Kilgore didn’t speak. His eyes did though.
“You think the SP was cloned here.”
More silence.
“Rogue unit?” I mouthed, suddenly paranoid about recording devices.
“Inspector, I’ve kept you far too long. You have got to be exhausted. After you’ve returned to Capital City and gotten some rest, please send me a copy of your preliminary report. I’ve made travel arrangements for you and your assistant to fly back with the body and evidence. The young detective will be traveling back on what the railroad refers to as a mixed train. Part freight and part passenger. He’ll be awhile.”
I smiled. Kilgore had picked up on my irritation with Josephson. The long, boring trip might teach him a lesson. If it didn't, the military's way of trying to get your attention by causing harmless pain wouldn't hurt the young pup.
---
Brownstown didn't look as small from the air as Markeson thought it would. The airfield was relatively large, but the presence of the military base had a lot to do with that. Mining activity had led to the development of the large rail complex for loading ore, and containers of equipment from off planet transferred to freight hauling hover vehicles.
Circling the growing town, Markeson had seen the tourist development. Several medium sized hills had been developed for an old fashioned ski resort. He'd laughed at that idea. It would take a lot of marketing to get him to learn to slide down a hill in
the freezing cold with a pair of sticks on his feet. But, there were plenty of stupid, gullible people out there willing to part with their credits.
Lining up for the approach to land, the hover craft passed over the working class part of town. Converted space freight containers, used by the mining companies to bring the first loads of equipment to the site, made up the bulk of the housing. Like most mining towns, there was the main street, dotted with shops and offices of the few professionals who'd hung out their shingles.
He could see why Sullivan had been requested. The cops in Brownstown handled drunks from the mines on payday and vandalism by the high school kids on weekends. There wouldn’t be a decent investigative detective on the force.
Not that he cared.
Chief O'Brian was responsible for the police force on Beta Prime, a big job, but primarily concentrated in Capital City. As far as Markeson was concerned, assigning a detective to Brownstown would be a form of cruel and unusual punishment.
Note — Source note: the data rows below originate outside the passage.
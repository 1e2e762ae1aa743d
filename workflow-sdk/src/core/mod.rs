//! Core abstractions for the Workflow SDK
//!
//! This module provides the fundamental trait interfaces shared by the
//! dispatcher, the test double and calling code:
//!
//! - `Payload`: what a work item must expose to be dispatched
//! - `ResponseHandler`: receives out-of-band replies in async mode
//! - `WorkflowClient`: the dispatch contract
//! - `DispatcherBuilder`: Builder pattern for creating dispatchers

pub mod builder;
pub use builder::DispatcherBuilder;

use std::fmt;
use std::sync::Arc;
use std::time::Duration;

use async_trait::async_trait;
use serde::{Deserialize, Serialize};
use serde_json::{Map, Value};

use crate::error::{Result, WorkflowError};
use crate::mapping::{RawReply, Response, ResponseTarget};

/// HTTP method used to deliver a payload
#[derive(Debug, Clone, Copy, PartialEq, Eq, Hash, Default, Serialize, Deserialize)]
#[serde(rename_all = "snake_case")]
pub enum RequestMethod {
    /// Payload sent as query string
    Get,
    /// Payload sent as a JSON body
    #[default]
    PostJson,
    /// Payload sent as an url-encoded form
    PostForm,
    /// Payload sent as a JSON body with PUT
    Put,
    /// Payload sent as a JSON body with PATCH
    Patch,
}

impl fmt::Display for RequestMethod {
    fn fmt(&self, f: &mut fmt::Formatter<'_>) -> fmt::Result {
        match self {
            Self::Get => write!(f, "GET"),
            Self::PostJson => write!(f, "POST_JSON"),
            Self::PostForm => write!(f, "POST_FORM"),
            Self::Put => write!(f, "PUT"),
            Self::Patch => write!(f, "PATCH"),
        }
    }
}

/// How the caller waits for the workflow's reply
#[derive(Debug, Clone, Copy, PartialEq, Eq, Hash, Default, Serialize, Deserialize)]
#[serde(rename_all = "snake_case")]
pub enum CommunicationMode {
    /// Return after the transport acknowledged the call
    #[default]
    FireAndForget,
    /// The reply arrives later through a webhook delivery
    Async,
    /// Wait for a direct reply up to a deadline
    Sync,
}

impl CommunicationMode {
    /// Wire name, sent in the `X-Communication-Mode` header
    pub fn as_str(&self) -> &'static str {
        match self {
            Self::FireAndForget => "fire_and_forget",
            Self::Async => "async",
            Self::Sync => "sync",
        }
    }
}

impl fmt::Display for CommunicationMode {
    fn fmt(&self, f: &mut fmt::Formatter<'_>) -> fmt::Result {
        f.write_str(self.as_str())
    }
}

/// A work item that can be dispatched to a workflow
pub trait Payload: Send + Sync {
    /// Typed result the reply is mapped onto. Use `()` when no mapping is wanted.
    type Output: Send + 'static;

    /// Serialize the payload into the request body
    fn to_body(&self) -> Result<Map<String, Value>>;

    /// HTTP method used to deliver the payload
    fn request_method(&self) -> RequestMethod {
        RequestMethod::PostJson
    }

    /// How to decode the reply, if a typed result is wanted
    fn response_target(&self) -> Option<ResponseTarget<Self::Output>> {
        None
    }
}

/// Serialize any serde value into a request body.
///
/// Fails with a validation error unless the value serializes to a JSON
/// object.
pub fn serialize_body<S: Serialize + ?Sized>(value: &S) -> Result<Map<String, Value>> {
    match serde_json::to_value(value)? {
        Value::Object(map) => Ok(map),
        other => Err(WorkflowError::validation(format!(
            "Payload must serialize to a JSON object, got {}",
            json_type_name(&other)
        ))),
    }
}

fn json_type_name(value: &Value) -> &'static str {
    match value {
        Value::Null => "null",
        Value::Bool(_) => "a boolean",
        Value::Number(_) => "a number",
        Value::String(_) => "a string",
        Value::Array(_) => "an array",
        Value::Object(_) => "an object",
    }
}

/// Payload wrapper for plain serde values with default settings
#[derive(Debug, Clone)]
pub struct JsonPayload<S> {
    body: S,
    method: RequestMethod,
}

impl<S: Serialize + Send + Sync> JsonPayload<S> {
    /// Wrap a serializable value
    pub fn new(body: S) -> Self {
        Self {
            body,
            method: RequestMethod::PostJson,
        }
    }

    /// Override the request method
    pub fn with_method(mut self, method: RequestMethod) -> Self {
        self.method = method;
        self
    }
}

impl<S: Serialize + Send + Sync> Payload for JsonPayload<S> {
    type Output = ();

    fn to_body(&self) -> Result<Map<String, Value>> {
        serialize_body(&self.body)
    }

    fn request_method(&self) -> RequestMethod {
        self.method
    }
}

/// Receives the out-of-band reply of an async dispatch
pub trait ResponseHandler: Send + Sync {
    /// Called once with the reply and the identifier returned by `send_with_callback`
    fn on_response(&self, raw_reply: &RawReply, identifier: &str);
}

impl<F> ResponseHandler for F
where
    F: Fn(&RawReply, &str) + Send + Sync,
{
    fn on_response(&self, raw_reply: &RawReply, identifier: &str) {
        self(raw_reply, identifier)
    }
}

/// Dispatch contract implemented by the HTTP dispatcher and the test double
#[async_trait]
pub trait WorkflowClient: Send + Sync {
    /// Dispatch in the given mode and return once the attempt sequence finishes
    async fn send_with_mode<P>(
        &self,
        payload: &P,
        workflow_id: &str,
        mode: CommunicationMode,
    ) -> Result<Response<P::Output>>
    where
        P: Payload;

    /// Fire-and-forget dispatch
    async fn send<P>(&self, payload: &P, workflow_id: &str) -> Result<Response<P::Output>>
    where
        P: Payload,
    {
        self.send_with_mode(payload, workflow_id, CommunicationMode::FireAndForget)
            .await
    }

    /// Dispatch in async mode; `handler` is invoked when the reply arrives.
    /// Returns the request identifier.
    async fn send_with_callback<P>(
        &self,
        payload: &P,
        workflow_id: &str,
        handler: Arc<dyn ResponseHandler>,
    ) -> Result<String>
    where
        P: Payload;

    /// Dispatch and wait for a direct reply, bounded by `timeout` across all attempts
    async fn send_sync<P>(
        &self,
        payload: &P,
        workflow_id: &str,
        timeout: Duration,
    ) -> Result<Response<P::Output>>
    where
        P: Payload;
}

/// Check a workflow identifier before anything is dispatched
pub fn validate_workflow_id(workflow_id: &str) -> Result<()> {
    if workflow_id.trim().is_empty() {
        return Err(WorkflowError::validation("Workflow id must not be empty"));
    }

    if workflow_id
        .chars()
        .any(|c| c.is_whitespace() || c == '?' || c == '#')
    {
        return Err(WorkflowError::validation(format!(
            "Workflow id contains invalid characters: {:?}",
            workflow_id
        )));
    }

    Ok(())
}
As the hovercraft finished banking and began its final descent, shedding speed and altitude, Markeson tried to concentrate on his meeting. He hated surprises and liked not being in control even less. Still, for two thousand credits, he could listen. Information was critical in his many enterprises, and he'd learn what he could and if possible, give little to nothing away in return for the credits, first-class ticket, and lunch.
A gentle bump followed by the shifting of the craft as it settled on its landing gear signaled the end of the flight. Markeson stood up, smiled at the attractive flight attendant and made his way to the exit of the craft, not waiting for the obligatory and infuriating message to remain seated until the pilot gave the all clear.
Flashing his badge at the crewman, Markeson waited in silence for the hatch to open. Icy cold air seeped in as the seal was broken, reminding him of how much he'd grown to hate the climate on Beta Prime. Walking through the causeway connecting the hovercraft to the terminal reminded him just how backplanet everything was on Beta Prime. Modern terminals on upscale worlds in the Interplanetary Alliance allowed hovercraft to dock directly with the terminal. No causeway was required.